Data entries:
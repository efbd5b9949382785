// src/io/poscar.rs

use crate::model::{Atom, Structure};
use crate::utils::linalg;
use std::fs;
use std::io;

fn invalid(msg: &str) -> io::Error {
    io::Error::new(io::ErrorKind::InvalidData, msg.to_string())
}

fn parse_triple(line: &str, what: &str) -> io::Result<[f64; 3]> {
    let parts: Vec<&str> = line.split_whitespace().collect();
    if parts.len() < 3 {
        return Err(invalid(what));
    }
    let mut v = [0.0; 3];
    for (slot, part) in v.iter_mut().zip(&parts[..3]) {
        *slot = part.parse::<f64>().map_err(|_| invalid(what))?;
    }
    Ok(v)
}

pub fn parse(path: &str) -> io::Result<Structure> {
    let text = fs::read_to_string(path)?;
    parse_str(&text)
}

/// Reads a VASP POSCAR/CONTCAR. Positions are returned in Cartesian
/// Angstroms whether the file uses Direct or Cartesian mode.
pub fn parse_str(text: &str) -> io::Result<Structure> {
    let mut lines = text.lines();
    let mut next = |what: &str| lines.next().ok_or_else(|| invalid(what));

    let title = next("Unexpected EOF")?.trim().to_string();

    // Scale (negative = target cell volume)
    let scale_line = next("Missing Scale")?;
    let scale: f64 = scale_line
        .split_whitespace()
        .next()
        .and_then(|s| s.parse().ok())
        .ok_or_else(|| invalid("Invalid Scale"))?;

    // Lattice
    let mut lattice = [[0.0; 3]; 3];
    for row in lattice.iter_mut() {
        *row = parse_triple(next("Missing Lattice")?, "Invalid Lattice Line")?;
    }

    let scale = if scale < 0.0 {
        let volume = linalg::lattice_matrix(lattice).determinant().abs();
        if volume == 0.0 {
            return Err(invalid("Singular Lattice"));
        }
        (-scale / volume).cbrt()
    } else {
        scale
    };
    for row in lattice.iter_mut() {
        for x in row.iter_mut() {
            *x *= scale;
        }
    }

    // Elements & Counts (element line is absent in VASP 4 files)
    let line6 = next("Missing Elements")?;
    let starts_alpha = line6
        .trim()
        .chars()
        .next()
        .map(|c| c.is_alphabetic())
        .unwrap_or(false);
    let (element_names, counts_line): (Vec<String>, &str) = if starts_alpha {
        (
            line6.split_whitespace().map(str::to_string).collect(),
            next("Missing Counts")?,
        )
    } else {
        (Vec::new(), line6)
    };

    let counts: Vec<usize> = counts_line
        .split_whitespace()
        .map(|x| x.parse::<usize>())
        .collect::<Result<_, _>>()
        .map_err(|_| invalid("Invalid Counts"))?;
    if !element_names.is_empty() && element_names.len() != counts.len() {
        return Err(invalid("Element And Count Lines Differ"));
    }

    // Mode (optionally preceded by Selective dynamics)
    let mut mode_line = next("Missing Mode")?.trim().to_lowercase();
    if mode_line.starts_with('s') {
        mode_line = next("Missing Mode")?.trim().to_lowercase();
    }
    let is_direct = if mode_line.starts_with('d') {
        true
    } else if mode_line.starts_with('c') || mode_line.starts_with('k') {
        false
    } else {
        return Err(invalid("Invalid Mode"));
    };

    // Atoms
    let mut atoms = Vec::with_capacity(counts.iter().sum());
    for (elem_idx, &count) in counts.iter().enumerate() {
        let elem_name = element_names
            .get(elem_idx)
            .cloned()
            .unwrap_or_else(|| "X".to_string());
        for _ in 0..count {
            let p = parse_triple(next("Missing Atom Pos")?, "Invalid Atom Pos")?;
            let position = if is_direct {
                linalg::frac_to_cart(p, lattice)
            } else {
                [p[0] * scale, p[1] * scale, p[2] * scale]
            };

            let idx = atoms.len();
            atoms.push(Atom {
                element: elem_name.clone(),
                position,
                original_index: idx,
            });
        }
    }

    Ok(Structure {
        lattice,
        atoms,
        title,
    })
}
* * *
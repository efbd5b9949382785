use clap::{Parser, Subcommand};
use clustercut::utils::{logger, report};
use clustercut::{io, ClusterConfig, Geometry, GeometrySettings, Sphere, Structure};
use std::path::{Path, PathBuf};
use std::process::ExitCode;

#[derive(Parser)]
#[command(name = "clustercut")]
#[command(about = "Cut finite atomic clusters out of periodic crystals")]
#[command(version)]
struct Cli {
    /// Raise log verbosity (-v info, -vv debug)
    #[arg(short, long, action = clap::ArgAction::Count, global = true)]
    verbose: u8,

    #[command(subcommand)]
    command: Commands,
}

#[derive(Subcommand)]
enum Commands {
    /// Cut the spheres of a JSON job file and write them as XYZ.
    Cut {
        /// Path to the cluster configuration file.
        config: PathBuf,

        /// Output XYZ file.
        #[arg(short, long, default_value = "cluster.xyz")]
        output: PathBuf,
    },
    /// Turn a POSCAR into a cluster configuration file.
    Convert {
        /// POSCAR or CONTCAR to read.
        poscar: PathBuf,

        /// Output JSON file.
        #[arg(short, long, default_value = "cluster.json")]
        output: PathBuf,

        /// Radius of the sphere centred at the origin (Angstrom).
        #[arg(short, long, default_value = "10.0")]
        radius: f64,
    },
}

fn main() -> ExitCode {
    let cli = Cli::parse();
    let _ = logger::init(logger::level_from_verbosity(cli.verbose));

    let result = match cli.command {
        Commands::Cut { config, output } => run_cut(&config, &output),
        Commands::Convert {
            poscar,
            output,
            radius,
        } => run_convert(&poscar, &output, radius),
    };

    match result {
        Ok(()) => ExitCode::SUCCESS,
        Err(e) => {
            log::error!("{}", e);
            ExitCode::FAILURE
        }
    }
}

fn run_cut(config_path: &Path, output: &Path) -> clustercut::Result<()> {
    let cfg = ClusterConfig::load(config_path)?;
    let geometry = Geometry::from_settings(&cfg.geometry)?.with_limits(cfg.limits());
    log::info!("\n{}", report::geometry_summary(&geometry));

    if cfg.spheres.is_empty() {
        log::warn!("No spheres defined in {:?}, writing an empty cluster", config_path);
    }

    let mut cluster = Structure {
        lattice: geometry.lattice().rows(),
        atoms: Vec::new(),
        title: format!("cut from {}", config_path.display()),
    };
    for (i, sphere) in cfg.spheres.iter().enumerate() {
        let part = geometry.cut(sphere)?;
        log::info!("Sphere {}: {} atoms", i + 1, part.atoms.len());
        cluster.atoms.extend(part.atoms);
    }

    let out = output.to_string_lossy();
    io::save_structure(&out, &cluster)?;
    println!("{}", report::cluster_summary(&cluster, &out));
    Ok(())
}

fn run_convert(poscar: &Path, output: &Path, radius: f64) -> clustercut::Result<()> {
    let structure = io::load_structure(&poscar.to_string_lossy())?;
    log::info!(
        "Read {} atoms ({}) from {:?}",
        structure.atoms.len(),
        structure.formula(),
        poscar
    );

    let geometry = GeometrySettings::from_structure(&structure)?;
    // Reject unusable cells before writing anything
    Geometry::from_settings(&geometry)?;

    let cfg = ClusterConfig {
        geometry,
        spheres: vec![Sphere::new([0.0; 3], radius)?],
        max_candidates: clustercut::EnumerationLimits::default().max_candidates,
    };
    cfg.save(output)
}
==
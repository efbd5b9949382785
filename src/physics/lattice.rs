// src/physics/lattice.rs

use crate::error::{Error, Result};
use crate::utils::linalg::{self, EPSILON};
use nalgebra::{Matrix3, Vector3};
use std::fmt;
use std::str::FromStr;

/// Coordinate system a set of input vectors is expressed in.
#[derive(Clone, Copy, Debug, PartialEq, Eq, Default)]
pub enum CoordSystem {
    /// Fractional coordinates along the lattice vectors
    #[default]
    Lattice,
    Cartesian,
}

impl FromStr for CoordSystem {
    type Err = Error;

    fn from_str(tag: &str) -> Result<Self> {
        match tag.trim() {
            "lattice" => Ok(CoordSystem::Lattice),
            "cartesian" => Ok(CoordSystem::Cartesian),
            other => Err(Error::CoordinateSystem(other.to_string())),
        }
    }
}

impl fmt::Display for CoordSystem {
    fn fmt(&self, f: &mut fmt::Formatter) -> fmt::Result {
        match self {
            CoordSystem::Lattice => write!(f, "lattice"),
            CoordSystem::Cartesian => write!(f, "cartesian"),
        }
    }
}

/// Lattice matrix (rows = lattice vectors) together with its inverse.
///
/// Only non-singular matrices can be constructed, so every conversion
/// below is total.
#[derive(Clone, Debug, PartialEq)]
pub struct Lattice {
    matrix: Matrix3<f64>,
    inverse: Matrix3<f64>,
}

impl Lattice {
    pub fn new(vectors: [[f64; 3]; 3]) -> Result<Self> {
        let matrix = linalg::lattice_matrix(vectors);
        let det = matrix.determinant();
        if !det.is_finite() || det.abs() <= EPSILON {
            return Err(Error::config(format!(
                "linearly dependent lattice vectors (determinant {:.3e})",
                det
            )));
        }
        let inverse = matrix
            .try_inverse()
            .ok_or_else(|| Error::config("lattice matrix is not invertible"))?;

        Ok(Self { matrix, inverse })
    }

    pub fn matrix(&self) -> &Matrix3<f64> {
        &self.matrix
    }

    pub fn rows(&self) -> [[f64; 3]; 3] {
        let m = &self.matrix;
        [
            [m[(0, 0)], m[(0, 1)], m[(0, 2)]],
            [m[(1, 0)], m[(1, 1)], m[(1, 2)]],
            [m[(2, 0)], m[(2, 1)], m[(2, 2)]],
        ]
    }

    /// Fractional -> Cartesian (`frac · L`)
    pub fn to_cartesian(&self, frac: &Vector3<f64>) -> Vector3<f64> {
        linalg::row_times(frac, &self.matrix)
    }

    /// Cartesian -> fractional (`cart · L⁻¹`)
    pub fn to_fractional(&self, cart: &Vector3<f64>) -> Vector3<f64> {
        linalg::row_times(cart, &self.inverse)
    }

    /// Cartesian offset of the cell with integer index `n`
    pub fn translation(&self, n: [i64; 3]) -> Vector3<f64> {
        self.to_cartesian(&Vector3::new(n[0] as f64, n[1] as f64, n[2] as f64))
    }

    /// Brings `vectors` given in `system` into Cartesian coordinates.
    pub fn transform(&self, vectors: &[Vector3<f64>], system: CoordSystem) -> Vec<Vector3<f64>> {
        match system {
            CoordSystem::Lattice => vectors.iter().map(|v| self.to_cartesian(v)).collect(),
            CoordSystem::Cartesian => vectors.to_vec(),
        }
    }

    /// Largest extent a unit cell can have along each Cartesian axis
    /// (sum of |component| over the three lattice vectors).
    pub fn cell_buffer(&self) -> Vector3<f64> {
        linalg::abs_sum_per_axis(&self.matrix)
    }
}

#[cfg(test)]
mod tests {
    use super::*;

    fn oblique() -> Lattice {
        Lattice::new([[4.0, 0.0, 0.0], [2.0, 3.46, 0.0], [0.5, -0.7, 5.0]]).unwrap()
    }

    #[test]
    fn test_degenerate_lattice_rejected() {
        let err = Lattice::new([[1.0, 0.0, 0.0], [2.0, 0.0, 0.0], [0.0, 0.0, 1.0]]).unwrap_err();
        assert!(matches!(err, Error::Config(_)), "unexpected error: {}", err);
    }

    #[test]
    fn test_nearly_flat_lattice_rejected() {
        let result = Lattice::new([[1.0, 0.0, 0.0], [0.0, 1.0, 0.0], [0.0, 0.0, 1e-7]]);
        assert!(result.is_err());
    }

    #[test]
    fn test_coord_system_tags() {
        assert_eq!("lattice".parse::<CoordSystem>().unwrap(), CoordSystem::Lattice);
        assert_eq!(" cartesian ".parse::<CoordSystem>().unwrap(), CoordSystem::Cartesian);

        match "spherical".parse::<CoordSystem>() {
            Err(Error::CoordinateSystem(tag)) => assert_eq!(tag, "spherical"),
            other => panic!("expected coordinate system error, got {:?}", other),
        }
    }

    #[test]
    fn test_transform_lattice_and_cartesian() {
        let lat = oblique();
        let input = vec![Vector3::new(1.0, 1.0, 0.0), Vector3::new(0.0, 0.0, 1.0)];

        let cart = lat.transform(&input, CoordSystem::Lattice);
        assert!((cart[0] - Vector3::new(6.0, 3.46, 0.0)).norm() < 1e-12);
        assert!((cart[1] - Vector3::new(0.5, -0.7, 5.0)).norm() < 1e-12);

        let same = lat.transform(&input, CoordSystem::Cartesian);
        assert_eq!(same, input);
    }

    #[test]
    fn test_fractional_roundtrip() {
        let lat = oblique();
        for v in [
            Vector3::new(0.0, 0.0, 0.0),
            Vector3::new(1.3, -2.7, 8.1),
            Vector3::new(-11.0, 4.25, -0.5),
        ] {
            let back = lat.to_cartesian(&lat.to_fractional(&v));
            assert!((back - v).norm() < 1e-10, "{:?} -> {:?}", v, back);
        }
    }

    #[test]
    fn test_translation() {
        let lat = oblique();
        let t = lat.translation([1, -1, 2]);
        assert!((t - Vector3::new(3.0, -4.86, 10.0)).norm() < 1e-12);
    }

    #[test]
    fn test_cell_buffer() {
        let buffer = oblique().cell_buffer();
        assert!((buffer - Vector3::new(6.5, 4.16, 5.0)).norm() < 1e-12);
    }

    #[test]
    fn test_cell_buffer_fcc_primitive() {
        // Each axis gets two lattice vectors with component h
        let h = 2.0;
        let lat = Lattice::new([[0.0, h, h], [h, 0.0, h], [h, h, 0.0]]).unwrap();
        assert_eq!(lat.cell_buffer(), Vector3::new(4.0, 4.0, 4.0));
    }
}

*AIM OF THE TASK*. What do the lines above say from the one containing "Fractional -> Cartesian" down to the one containing "Cartesian -> fractional"? Return them exactly, both end lines included, and only them.

*ANSWER SPACE*.
    /// Fractional -> Cartesian (`frac · L`)
    pub fn to_cartesian(&self, frac: &Vector3<f64>) -> Vector3<f64> {
        linalg::row_times(frac, &self.matrix)
    }

    /// Cartesian -> fractional (`cart · L⁻¹`)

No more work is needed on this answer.